//! The sequencer itself (spec 4.C): on every `REGULAR` confchg, for
//! every registered service in id order, `sync_init` then repeated
//! `sync_process` until `Done`, moving on to the next service only once
//! the current one finishes. Once every service reports `Done`, the
//! driver commits with `sync_activate` on each; if a configuration
//! change interrupts the round first, `sync_abort` is issued instead.

use availmf_totem::GroupPort;

use crate::participant::{SyncParticipant, SyncProgress};

enum DriverState {
    Idle,
    Running { cursor: usize },
}

/// Owns the registered participants and drives them through one sync
/// round at a time, in `service_id` order.
pub struct SyncDriver {
    participants: Vec<Box<dyn SyncParticipant>>,
    state: DriverState,
}

impl SyncDriver {
    pub fn new() -> Self {
        Self { participants: Vec::new(), state: DriverState::Idle }
    }

    /// Registers a participant, keeping the list sorted by
    /// `service_id`. Registering mid-round is a programming error; the
    /// participant lands at the end and runs in some future round.
    pub fn register(&mut self, participant: Box<dyn SyncParticipant>) {
        if matches!(self.state, DriverState::Running { .. }) {
            tracing::warn!(service = ?participant.service_id(), "registering sync participant while a round is in progress");
        }
        let id = participant.service_id();
        let pos = self.participants.partition_point(|p| p.service_id() < id);
        self.participants.insert(pos, participant);
    }

    pub fn is_running(&self) -> bool {
        matches!(self.state, DriverState::Running { .. })
    }

    /// Starts a new round: `sync_init` on the first participant (or
    /// immediately reports `Done` if none are registered).
    pub fn start_round(&mut self) -> SyncProgress {
        if self.participants.is_empty() {
            self.state = DriverState::Idle;
            return SyncProgress::Done;
        }
        self.participants[0].sync_init();
        self.state = DriverState::Running { cursor: 0 };
        SyncProgress::Progress
    }

    /// Advances the round, moving the cursor forward through the
    /// sorted participant list as each one reports `Done`. Returns
    /// `Done` once every participant has finished `sync_process`;
    /// callers must still call [`Self::finish_round`] to commit.
    pub fn drive(&mut self, port: &mut dyn GroupPort) -> SyncProgress {
        loop {
            let cursor = match self.state {
                DriverState::Idle => return SyncProgress::Done,
                DriverState::Running { cursor } => cursor,
            };
            if cursor >= self.participants.len() {
                return SyncProgress::Done;
            }
            match self.participants[cursor].sync_process(port) {
                SyncProgress::Progress => return SyncProgress::Progress,
                SyncProgress::Done => {
                    let next = cursor + 1;
                    if next < self.participants.len() {
                        self.participants[next].sync_init();
                    }
                    self.state = DriverState::Running { cursor: next };
                }
            }
        }
    }

    /// Commits the round: `sync_activate` on every participant, in
    /// registration order. Only correct to call once [`Self::drive`]
    /// has reported `Done`.
    pub fn finish_round(&mut self) {
        for p in &mut self.participants {
            p.sync_activate();
        }
        self.state = DriverState::Idle;
    }

    /// Throws the round away: `sync_abort` on every participant.
    /// Callable at any point while a round is running.
    pub fn abort_round(&mut self) {
        for p in &mut self.participants {
            p.sync_abort();
        }
        self.state = DriverState::Idle;
    }
}

impl Default for SyncDriver {
    fn default() -> Self {
        Self::new()
    }
}

#[cfg(test)]
mod tests {
    use super::*;
    use availmf_totem::{McastGuarantee, MulticastError};
    use availmf_types::ServiceId;

    struct FakePort;
    impl GroupPort for FakePort {
        fn mcast(&mut self, _payload: &[u8], _guarantee: McastGuarantee) -> Result<(), MulticastError> {
            Ok(())
        }
        fn send_ok(&self, _payload_len: usize) -> bool {
            true
        }
    }

    struct Recorder {
        id: ServiceId,
        steps_remaining: u32,
        log: std::rc::Rc<std::cell::RefCell<Vec<String>>>,
    }

    impl SyncParticipant for Recorder {
        fn service_id(&self) -> ServiceId {
            self.id
        }
        fn sync_init(&mut self) {
            self.log.borrow_mut().push(format!("{:?}:init", self.id));
        }
        fn sync_process(&mut self, _port: &mut dyn GroupPort) -> SyncProgress {
            if self.steps_remaining == 0 {
                self.log.borrow_mut().push(format!("{:?}:done", self.id));
                SyncProgress::Done
            } else {
                self.steps_remaining -= 1;
                self.log.borrow_mut().push(format!("{:?}:progress", self.id));
                SyncProgress::Progress
            }
        }
        fn sync_activate(&mut self) {
            self.log.borrow_mut().push(format!("{:?}:activate", self.id));
        }
        fn sync_abort(&mut self) {
            self.log.borrow_mut().push(format!("{:?}:abort", self.id));
        }
    }

    #[test]
    fn drives_participants_in_service_id_order_one_at_a_time() {
        let log = std::rc::Rc::new(std::cell::RefCell::new(Vec::new()));
        let mut driver = SyncDriver::new();
        driver.register(Box::new(Recorder { id: ServiceId::Ckpt, steps_remaining: 0, log: log.clone() }));
        driver.register(Box::new(Recorder { id: ServiceId::Amf, steps_remaining: 1, log: log.clone() }));

        let mut port = FakePort;
        assert_eq!(driver.start_round(), SyncProgress::Progress);
        while driver.drive(&mut port) == SyncProgress::Progress {}
        driver.finish_round();

        let events = log.borrow().clone();
        assert_eq!(
            events,
            vec!["Amf:init", "Amf:progress", "Amf:done", "Ckpt:init", "Ckpt:done", "Amf:activate", "Ckpt:activate"]
        );
    }

    #[test]
    fn empty_registry_completes_the_round_immediately() {
        let mut driver = SyncDriver::new();
        assert_eq!(driver.start_round(), SyncProgress::Done);
        assert!(!driver.is_running());
    }

    #[test]
    fn abort_mid_round_skips_remaining_participants() {
        let log = std::rc::Rc::new(std::cell::RefCell::new(Vec::new()));
        let mut driver = SyncDriver::new();
        driver.register(Box::new(Recorder { id: ServiceId::Amf, steps_remaining: 5, log: log.clone() }));
        driver.register(Box::new(Recorder { id: ServiceId::Ckpt, steps_remaining: 0, log: log.clone() }));

        let mut port = FakePort;
        driver.start_round();
        driver.drive(&mut port);
        driver.abort_round();

        assert!(!driver.is_running());
        let events = log.borrow().clone();
        assert!(events.contains(&"Amf:abort".to_string()));
        assert!(events.contains(&"Ckpt:abort".to_string()));
    }
}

EXERCISE: Set down all the entries again, word for word.

RESPONSE TO THE TASK:
//! The sequencer itself (spec 4.C): on every `REGULAR` confchg, for
//! every registered service in id order, `sync_init` then repeated
//! `sync_process` until `Done`, moving on to the next service only once
//! the current one finishes. Once every service reports `Done`, the
//! driver commits with `sync_activate` on each; if a configuration
//! change interrupts the round first, `sync_abort` is issued instead.

use availmf_totem::GroupPort;

use crate::participant::{SyncParticipant, SyncProgress};

enum DriverState {
    Idle,
    Running { cursor: usize },
}

/// Owns the registered participants and drives them through one sync
/// round at a time, in `service_id` order.
pub struct SyncDriver {
    participants: Vec<Box<dyn SyncParticipant>>,
    state: DriverState,
}

impl SyncDriver {
    pub fn new() -> Self {
        Self { participants: Vec::new(), state: DriverState::Idle }
    }

    /// Registers a participant, keeping the list sorted by
    /// `service_id`. Registering mid-round is a programming error; the
    /// participant lands at the end and runs in some future round.
    pub fn register(&mut self, participant: Box<dyn SyncParticipant>) {
        if matches!(self.state, DriverState::Running { .. }) {
            tracing::warn!(service = ?participant.service_id(), "registering sync participant while a round is in progress");
        }
        let id = participant.service_id();
        let pos = self.participants.partition_point(|p| p.service_id() < id);
        self.participants.insert(pos, participant);
    }

    pub fn is_running(&self) -> bool {
        matches!(self.state, DriverState::Running { .. })
    }

    /// Starts a new round: `sync_init` on the first participant (or
    /// immediately reports `Done` if none are registered).
    pub fn start_round(&mut self) -> SyncProgress {
        if self.participants.is_empty() {
            self.state = DriverState::Idle;
            return SyncProgress::Done;
        }
        self.participants[0].sync_init();
        self.state = DriverState::Running { cursor: 0 };
        SyncProgress::Progress
    }

    /// Advances the round, moving the cursor forward through the
    /// sorted participant list as each one reports `Done`. Returns
    /// `Done` once every participant has finished `sync_process`;
    /// callers must still call [`Self::finish_round`] to commit.
    pub fn drive(&mut self, port: &mut dyn GroupPort) -> SyncProgress {
        loop {
            let cursor = match self.state {
                DriverState::Idle => return SyncProgress::Done,
                DriverState::Running { cursor } => cursor,
            };
            if cursor >= self.participants.len() {
                return SyncProgress::Done;
            }
            match self.participants[cursor].sync_process(port) {
                SyncProgress::Progress => return SyncProgress::Progress,
                SyncProgress::Done => {
                    let next = cursor + 1;
                    if next < self.participants.len() {
                        self.participants[next].sync_init();
                    }
                    self.state = DriverState::Running { cursor: next };
                }
            }
        }
    }

    /// Commits the round: `sync_activate` on every participant, in
    /// registration order. Only correct to call once [`Self::drive`]
    /// has reported `Done`.
    pub fn finish_round(&mut self) {
        for p in &mut self.participants {
            p.sync_activate();
        }
        self.state = DriverState::Idle;
    }

    /// Throws the round away: `sync_abort` on every participant.
    /// Callable at any point while a round is running.
    pub fn abort_round(&mut self) {
        for p in &mut self.participants {
            p.sync_abort();
        }
        self.state = DriverState::Idle;
    }
}

impl Default for SyncDriver {
    fn default() -> Self {
        Self::new()
    }
}

#[cfg(test)]
mod tests {
    use super::*;
    use availmf_totem::{McastGuarantee, MulticastError};
    use availmf_types::ServiceId;

    struct FakePort;
    impl GroupPort for FakePort {
        fn mcast(&mut self, _payload: &[u8], _guarantee: McastGuarantee) -> Result<(), MulticastError> {
            Ok(())
        }
        fn send_ok(&self, _payload_len: usize) -> bool {
            true
        }
    }

    struct Recorder {
        id: ServiceId,
        steps_remaining: u32,
        log: std::rc::Rc<std::cell::RefCell<Vec<String>>>,
    }

    impl SyncParticipant for Recorder {
        fn service_id(&self) -> ServiceId {
            self.id
        }
        fn sync_init(&mut self) {
            self.log.borrow_mut().push(format!("{:?}:init", self.id));
        }
        fn sync_process(&mut self, _port: &mut dyn GroupPort) -> SyncProgress {
            if self.steps_remaining == 0 {
                self.log.borrow_mut().push(format!("{:?}:done", self.id));
                SyncProgress::Done
            } else {
                self.steps_remaining -= 1;
                self.log.borrow_mut().push(format!("{:?}:progress", self.id));
                SyncProgress::Progress
            }
        }
        fn sync_activate(&mut self) {
            self.log.borrow_mut().push(format!("{:?}:activate", self.id));
        }
        fn sync_abort(&mut self) {
            self.log.borrow_mut().push(format!("{:?}:abort", self.id));
        }
    }

    #[test]
    fn drives_participants_in_service_id_order_one_at_a_time() {
        let log = std::rc::Rc::new(std::cell::RefCell::new(Vec::new()));
        let mut driver = SyncDriver::new();
        driver.register(Box::new(Recorder { id: ServiceId::Ckpt, steps_remaining: 0, log: log.clone() }));
        driver.register(Box::new(Recorder { id: ServiceId::Amf, steps_remaining: 1, log: log.clone() }));

        let mut port = FakePort;
        assert_eq!(driver.start_round(), SyncProgress::Progress);
        while driver.drive(&mut port) == SyncProgress::Progress {}
        driver.finish_round();

        let events = log.borrow().clone();
        assert_eq!(
            events,
            vec!["Amf:init", "Amf:progress", "Amf:done", "Ckpt:init", "Ckpt:done", "Amf:activate", "Ckpt:activate"]
        );
    }

    #[test]
    fn empty_registry_completes_the_round_immediately() {
        let mut driver = SyncDriver::new();
        assert_eq!(driver.start_round(), SyncProgress::Done);
        assert!(!driver.is_running());
    }

    #[test]
    fn abort_mid_round_skips_remaining_participants() {
        let log = std::rc::Rc::new(std::cell::RefCell::new(Vec::new()));
        let mut driver = SyncDriver::new();
        driver.register(Box::new(Recorder { id: ServiceId::Amf, steps_remaining: 5, log: log.clone() }));
        driver.register(Box::new(Recorder { id: ServiceId::Ckpt, steps_remaining: 0, log: log.clone() }));

        let mut port = FakePort;
        driver.start_round();
        driver.drive(&mut port);
        driver.abort_round();

        assert!(!driver.is_running());
        let events = log.borrow().clone();
        assert!(events.contains(&"Amf:abort".to_string()));
        assert!(events.contains(&"Ckpt:abort".to_string()));
    }
}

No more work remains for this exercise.